▶ [Problem requirements]
Begin at the line containing "pub fn with_trace_id(mut" in the data below and go on through the line containing "pub const INVALID_REQUEST: &str", repeating each line exactly; include both ends and no other line.
┄┄┄┄┄┄
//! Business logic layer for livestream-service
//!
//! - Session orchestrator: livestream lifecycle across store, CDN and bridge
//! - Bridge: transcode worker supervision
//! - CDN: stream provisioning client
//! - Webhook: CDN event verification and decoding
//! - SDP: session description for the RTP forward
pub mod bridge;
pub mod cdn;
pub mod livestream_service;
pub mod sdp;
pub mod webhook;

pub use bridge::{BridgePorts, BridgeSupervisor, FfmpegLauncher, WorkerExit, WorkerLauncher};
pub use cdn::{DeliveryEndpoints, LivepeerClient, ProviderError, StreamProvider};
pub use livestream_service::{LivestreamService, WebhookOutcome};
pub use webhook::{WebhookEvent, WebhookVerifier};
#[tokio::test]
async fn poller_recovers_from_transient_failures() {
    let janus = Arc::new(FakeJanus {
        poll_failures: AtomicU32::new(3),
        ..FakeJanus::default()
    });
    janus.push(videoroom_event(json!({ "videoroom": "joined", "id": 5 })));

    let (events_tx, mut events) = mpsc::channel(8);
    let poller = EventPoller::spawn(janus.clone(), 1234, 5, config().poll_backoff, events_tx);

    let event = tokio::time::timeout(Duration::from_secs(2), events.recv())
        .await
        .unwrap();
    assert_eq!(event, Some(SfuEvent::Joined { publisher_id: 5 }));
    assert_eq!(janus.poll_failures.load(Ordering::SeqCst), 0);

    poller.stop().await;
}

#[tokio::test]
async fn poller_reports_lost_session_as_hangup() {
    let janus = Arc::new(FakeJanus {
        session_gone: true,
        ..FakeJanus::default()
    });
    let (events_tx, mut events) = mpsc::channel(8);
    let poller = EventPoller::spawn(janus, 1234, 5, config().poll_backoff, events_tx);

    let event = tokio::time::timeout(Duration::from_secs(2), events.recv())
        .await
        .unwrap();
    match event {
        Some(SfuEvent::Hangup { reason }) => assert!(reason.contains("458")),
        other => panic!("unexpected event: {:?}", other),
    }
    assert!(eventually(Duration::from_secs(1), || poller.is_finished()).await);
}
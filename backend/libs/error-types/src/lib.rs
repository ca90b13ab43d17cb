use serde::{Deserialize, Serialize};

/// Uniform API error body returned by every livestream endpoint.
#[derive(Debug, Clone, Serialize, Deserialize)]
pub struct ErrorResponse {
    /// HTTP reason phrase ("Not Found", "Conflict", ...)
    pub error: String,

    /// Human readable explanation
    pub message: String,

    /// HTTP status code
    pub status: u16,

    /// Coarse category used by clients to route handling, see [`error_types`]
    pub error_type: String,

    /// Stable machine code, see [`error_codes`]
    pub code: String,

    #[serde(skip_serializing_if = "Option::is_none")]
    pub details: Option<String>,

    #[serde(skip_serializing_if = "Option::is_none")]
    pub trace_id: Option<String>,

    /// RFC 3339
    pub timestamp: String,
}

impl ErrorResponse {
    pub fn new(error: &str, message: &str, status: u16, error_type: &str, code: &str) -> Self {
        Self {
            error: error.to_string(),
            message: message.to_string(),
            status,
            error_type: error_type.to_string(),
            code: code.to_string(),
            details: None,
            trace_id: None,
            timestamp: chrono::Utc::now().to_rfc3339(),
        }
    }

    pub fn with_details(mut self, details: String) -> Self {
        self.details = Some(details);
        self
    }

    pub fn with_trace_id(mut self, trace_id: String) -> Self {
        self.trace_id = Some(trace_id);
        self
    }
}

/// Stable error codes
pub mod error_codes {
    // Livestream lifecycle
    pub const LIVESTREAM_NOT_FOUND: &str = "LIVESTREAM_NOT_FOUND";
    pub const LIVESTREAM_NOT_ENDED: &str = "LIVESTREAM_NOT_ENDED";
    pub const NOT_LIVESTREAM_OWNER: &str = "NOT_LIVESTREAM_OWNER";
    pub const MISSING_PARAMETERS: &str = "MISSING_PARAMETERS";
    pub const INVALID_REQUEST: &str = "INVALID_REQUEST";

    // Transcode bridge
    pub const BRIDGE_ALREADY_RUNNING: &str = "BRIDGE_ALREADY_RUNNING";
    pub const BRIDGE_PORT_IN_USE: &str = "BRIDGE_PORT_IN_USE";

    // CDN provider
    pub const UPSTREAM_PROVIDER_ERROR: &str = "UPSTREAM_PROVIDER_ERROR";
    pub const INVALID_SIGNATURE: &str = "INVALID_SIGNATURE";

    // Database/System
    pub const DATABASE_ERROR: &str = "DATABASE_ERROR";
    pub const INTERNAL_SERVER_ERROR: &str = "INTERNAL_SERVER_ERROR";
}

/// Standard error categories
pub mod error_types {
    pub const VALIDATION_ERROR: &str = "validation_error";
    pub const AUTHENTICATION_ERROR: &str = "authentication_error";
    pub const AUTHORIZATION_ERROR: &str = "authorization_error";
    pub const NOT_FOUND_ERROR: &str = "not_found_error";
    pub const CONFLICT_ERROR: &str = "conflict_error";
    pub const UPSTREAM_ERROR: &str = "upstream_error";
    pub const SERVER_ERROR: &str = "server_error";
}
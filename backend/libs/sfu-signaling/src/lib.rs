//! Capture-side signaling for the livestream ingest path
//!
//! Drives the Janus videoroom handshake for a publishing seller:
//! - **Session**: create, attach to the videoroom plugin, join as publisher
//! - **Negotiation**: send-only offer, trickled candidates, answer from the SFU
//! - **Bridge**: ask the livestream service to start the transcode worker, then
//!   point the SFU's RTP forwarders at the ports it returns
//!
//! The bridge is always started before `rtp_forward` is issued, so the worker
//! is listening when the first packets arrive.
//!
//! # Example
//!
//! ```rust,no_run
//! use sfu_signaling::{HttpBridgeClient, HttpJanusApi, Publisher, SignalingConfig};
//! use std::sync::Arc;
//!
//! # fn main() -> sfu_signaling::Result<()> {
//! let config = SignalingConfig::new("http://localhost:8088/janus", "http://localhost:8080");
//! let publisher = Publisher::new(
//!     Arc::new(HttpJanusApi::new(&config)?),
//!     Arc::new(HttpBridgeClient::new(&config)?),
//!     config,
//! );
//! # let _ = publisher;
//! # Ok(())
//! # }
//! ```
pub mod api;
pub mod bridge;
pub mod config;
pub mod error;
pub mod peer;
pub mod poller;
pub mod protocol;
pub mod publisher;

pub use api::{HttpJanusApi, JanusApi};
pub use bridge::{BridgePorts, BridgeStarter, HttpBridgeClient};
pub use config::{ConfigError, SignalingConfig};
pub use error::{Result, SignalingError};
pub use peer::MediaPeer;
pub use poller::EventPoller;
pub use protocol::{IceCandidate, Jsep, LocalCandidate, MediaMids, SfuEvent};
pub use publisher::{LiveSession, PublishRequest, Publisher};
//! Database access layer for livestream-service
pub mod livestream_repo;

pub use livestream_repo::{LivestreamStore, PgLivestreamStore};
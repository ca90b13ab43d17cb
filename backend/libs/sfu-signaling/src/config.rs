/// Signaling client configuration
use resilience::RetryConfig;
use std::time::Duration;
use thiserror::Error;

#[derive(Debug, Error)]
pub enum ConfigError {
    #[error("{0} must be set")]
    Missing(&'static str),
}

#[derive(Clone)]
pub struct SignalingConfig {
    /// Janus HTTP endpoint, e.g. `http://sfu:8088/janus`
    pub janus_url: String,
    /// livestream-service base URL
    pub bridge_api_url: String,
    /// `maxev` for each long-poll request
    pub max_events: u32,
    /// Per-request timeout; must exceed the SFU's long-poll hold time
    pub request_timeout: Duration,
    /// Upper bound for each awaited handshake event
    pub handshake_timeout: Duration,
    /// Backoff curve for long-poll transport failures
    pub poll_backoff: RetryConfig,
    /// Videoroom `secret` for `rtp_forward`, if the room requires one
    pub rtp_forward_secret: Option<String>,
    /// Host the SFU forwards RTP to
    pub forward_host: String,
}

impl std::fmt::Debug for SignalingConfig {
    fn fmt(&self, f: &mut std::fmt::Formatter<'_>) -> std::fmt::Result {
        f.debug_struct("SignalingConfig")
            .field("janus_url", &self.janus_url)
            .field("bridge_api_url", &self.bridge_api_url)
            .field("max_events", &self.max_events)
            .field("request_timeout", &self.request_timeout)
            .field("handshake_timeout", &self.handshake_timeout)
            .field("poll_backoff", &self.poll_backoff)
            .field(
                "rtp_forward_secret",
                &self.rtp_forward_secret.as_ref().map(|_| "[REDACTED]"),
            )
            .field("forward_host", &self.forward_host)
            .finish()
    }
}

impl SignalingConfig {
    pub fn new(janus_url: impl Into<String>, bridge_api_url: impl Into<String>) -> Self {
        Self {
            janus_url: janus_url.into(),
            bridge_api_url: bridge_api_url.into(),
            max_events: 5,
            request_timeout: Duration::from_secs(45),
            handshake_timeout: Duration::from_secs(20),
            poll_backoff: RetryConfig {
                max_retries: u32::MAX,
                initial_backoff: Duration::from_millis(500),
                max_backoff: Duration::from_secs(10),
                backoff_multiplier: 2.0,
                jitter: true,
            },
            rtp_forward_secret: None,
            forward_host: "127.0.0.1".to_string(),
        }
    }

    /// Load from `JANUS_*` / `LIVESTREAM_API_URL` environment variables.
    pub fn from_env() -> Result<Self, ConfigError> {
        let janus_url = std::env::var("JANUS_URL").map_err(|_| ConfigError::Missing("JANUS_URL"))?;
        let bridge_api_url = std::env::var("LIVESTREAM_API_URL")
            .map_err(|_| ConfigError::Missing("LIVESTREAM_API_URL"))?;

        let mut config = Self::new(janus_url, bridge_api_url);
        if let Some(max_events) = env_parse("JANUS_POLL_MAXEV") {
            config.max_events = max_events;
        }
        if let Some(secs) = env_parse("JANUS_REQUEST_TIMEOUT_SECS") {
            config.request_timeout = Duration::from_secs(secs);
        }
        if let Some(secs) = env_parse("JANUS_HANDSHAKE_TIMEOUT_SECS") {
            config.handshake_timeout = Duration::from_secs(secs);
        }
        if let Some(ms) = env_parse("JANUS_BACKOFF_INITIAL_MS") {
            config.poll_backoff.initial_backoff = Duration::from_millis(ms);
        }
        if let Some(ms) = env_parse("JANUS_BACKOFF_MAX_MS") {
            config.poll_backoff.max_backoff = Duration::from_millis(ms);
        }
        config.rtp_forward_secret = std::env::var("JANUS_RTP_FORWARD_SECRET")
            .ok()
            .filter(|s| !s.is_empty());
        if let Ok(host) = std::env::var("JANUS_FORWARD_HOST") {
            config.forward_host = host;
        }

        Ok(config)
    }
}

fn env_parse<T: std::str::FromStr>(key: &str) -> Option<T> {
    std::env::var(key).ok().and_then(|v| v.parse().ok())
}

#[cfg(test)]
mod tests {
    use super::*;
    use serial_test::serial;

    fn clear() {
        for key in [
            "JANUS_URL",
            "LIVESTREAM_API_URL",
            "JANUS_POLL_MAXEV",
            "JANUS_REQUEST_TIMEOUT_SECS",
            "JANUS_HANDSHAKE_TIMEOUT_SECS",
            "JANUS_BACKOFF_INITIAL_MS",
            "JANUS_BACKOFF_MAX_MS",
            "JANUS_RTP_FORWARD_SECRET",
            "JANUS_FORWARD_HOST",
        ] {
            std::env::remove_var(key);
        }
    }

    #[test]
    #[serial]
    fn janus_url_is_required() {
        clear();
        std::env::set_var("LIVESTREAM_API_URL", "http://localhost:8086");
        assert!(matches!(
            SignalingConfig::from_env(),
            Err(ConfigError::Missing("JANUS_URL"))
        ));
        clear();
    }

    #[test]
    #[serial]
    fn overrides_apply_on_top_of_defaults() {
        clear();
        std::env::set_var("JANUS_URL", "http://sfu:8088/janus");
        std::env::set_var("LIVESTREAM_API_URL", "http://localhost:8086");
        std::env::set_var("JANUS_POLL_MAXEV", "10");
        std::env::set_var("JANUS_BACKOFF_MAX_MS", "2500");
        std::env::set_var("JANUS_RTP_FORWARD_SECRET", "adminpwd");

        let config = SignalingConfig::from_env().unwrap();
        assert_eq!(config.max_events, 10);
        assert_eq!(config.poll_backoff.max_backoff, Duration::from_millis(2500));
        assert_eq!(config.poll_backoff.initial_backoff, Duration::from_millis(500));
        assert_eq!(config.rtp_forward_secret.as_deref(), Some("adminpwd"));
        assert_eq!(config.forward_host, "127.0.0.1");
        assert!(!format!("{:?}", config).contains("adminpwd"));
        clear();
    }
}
┄┄┄┄┄┄
▶ [Task result]
    pub fn with_trace_id(mut self, trace_id: String) -> Self {
        self.trace_id = Some(trace_id);
        self
    }
}

/// Stable error codes
pub mod error_codes {
    // Livestream lifecycle
    pub const LIVESTREAM_NOT_FOUND: &str = "LIVESTREAM_NOT_FOUND";
    pub const LIVESTREAM_NOT_ENDED: &str = "LIVESTREAM_NOT_ENDED";
    pub const NOT_LIVESTREAM_OWNER: &str = "NOT_LIVESTREAM_OWNER";
    pub const MISSING_PARAMETERS: &str = "MISSING_PARAMETERS";
    pub const INVALID_REQUEST: &str = "INVALID_REQUEST";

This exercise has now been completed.